Antioxidant function of phytocannabinoids: Molecular basis of their stability and cytoprotective properties under UV-irradiation
Vacek, Jan,Vostalova, Jitka,Papouskova, Barbora,Skarupova, Denisa,Kos, Martin,Kabelac, Martin,Storch, Jan
, p. 258 - 270 (2021/02/05)
In this contribution, a comprehensive study of the redox transformation, electronic structure, stability and photoprotective properties of phytocannabinoids is presented. The non-psychotropic cannabidiol (CBD), cannabigerol (CBG), cannabinol (CBN), cannabichromene (CBC), and psychotropic tetrahydrocannabinol (THC) isomers and iso-THC were included in the study.
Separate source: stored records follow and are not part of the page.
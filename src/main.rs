//! Lantern main entry point
//!
//! This is the command-line interface for the Lantern relevance crawler.

use anyhow::Context;
use clap::Parser;
use lantern::config::load_config;
use lantern::crawler::build_engine;
use lantern::embedding::EmbeddingClient;
use lantern::output::ranked_links;
use std::path::PathBuf;
use tracing_subscriber::EnvFilter;

/// Lantern: a relevance-ranking web crawler
///
/// Lantern crawls breadth-first from a seed URL under a page budget, scores
/// every fetched page against a search query using text embeddings, and
/// prints the visited pages ranked by relevance as JSON.
#[derive(Parser, Debug)]
#[command(name = "lantern")]
#[command(version)]
#[command(about = "A relevance-ranking web crawler", long_about = None)]
struct Cli {
    /// Path to TOML configuration file
    #[arg(value_name = "CONFIG")]
    config: PathBuf,

    /// Seed URL to start crawling from
    #[arg(long)]
    url: String,

    /// Search query to rank pages against
    #[arg(long)]
    search: String,

    /// Maximum number of pages to process
    #[arg(long)]
    count: usize,

    /// Pretty-print the JSON output
    #[arg(long)]
    pretty: bool,

    /// Increase logging verbosity (-v, -vv, -vvv)
    #[arg(short, long, action = clap::ArgAction::Count)]
    verbose: u8,

    /// Suppress non-error output
    #[arg(short, long, conflicts_with = "verbose")]
    quiet: bool,
}

#[tokio::main]
async fn main() -> anyhow::Result<()> {
    let cli = Cli::parse();

    // Setup logging based on verbosity
    setup_logging(cli.verbose, cli.quiet);

    // Load and validate configuration
    tracing::info!("Loading configuration from: {}", cli.config.display());
    let config = load_config(&cli.config)
        .with_context(|| format!("failed to load config from {}", cli.config.display()))?;

    // Clamp the requested budget to the configured cap
    let budget = if cli.count > config.crawler.max_pages {
        tracing::warn!(
            "Requested count {} exceeds max-pages {}, clamping",
            cli.count,
            config.crawler.max_pages
        );
        config.crawler.max_pages
    } else {
        cli.count
    };

    // Wire up the engine
    let embedder =
        EmbeddingClient::from_config(&config.embedding).context("embedding client setup failed")?;
    let engine = build_engine(&config, embedder).context("crawl engine setup failed")?;

    // Run the crawl; per-URL failures are absorbed inside the engine
    let result = engine.run(&cli.url, &cli.search, budget).await;
    tracing::info!("Ranked {} page(s)", result.len());

    // Serialize the ranked list
    let links = ranked_links(&result);
    let json = if cli.pretty {
        serde_json::to_string_pretty(&links)?
    } else {
        serde_json::to_string(&links)?
    };
    println!("{}", json);

    Ok(())
}

/// Sets up the logging/tracing subscriber based on verbosity level
fn setup_logging(verbose: u8, quiet: bool) {
    let filter = if quiet {
        // Only show errors
        EnvFilter::new("error")
    } else {
        match verbose {
            0 => EnvFilter::new("lantern=info,warn"),
            1 => EnvFilter::new("lantern=debug,info"),
            2 => EnvFilter::new("lantern=trace,debug"),
            _ => EnvFilter::new("trace"),
        }
    };

    tracing_subscriber::fmt()
        .with_env_filter(filter)
        .with_target(false)
        .with_thread_ids(false)
        .with_file(false)
        .init();
}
The results show that under aqueous ambient conditions at pH 7.4, non-psychotropic cannabinoids are slight or moderate electron-donors and they are relatively stable, in the following order: CBD > CBG ≥ CBN > CBC. In contrast, psychotropic Δ9-THC degrades approximately one order of magnitude faster than CBD. The degradation (oxidation) is associated with the transformation of OH groups and changes in the double-bond system of the investigated molecules. The satisfactory stability of cannabinoids is associated with the fact that their OH groups are fully protonated at pH 7.4 (pKa is ≥ 9). The instability of CBN and CBC was accelerated after exposure to UVA radiation, with CBD (or CBG) being stable for up to 24 h. To support their topical applications, an in vitro dermatological comparative study of cytotoxic, phototoxic and UVA or UVB photoprotective effects using normal human dermal fibroblasts (NHDF) and keratinocytes (HaCaT) was done. NHDF are approx. twice as sensitive to the cannabinoids’ toxicity as HaCaT. Specifically, toxicity IC50 values for CBD after 24 h of incubation are 7.1 and 12.8 μM for NHDF and HaCaT, respectively. None of the studied cannabinoids were phototoxic. Extensive testing has shown that CBD is the most effective protectant against UVA radiation of the studied cannabinoids. For UVB radiation, CBN was the most effective. The results acquired could be used for further redox biology studies on phytocannabinoids and evaluations of their mechanism of action at the molecular level. Furthermore, the UVA and UVB photoprotectivity of phytocannabinoids could also be utilized in the development of new cannabinoid-based topical preparations.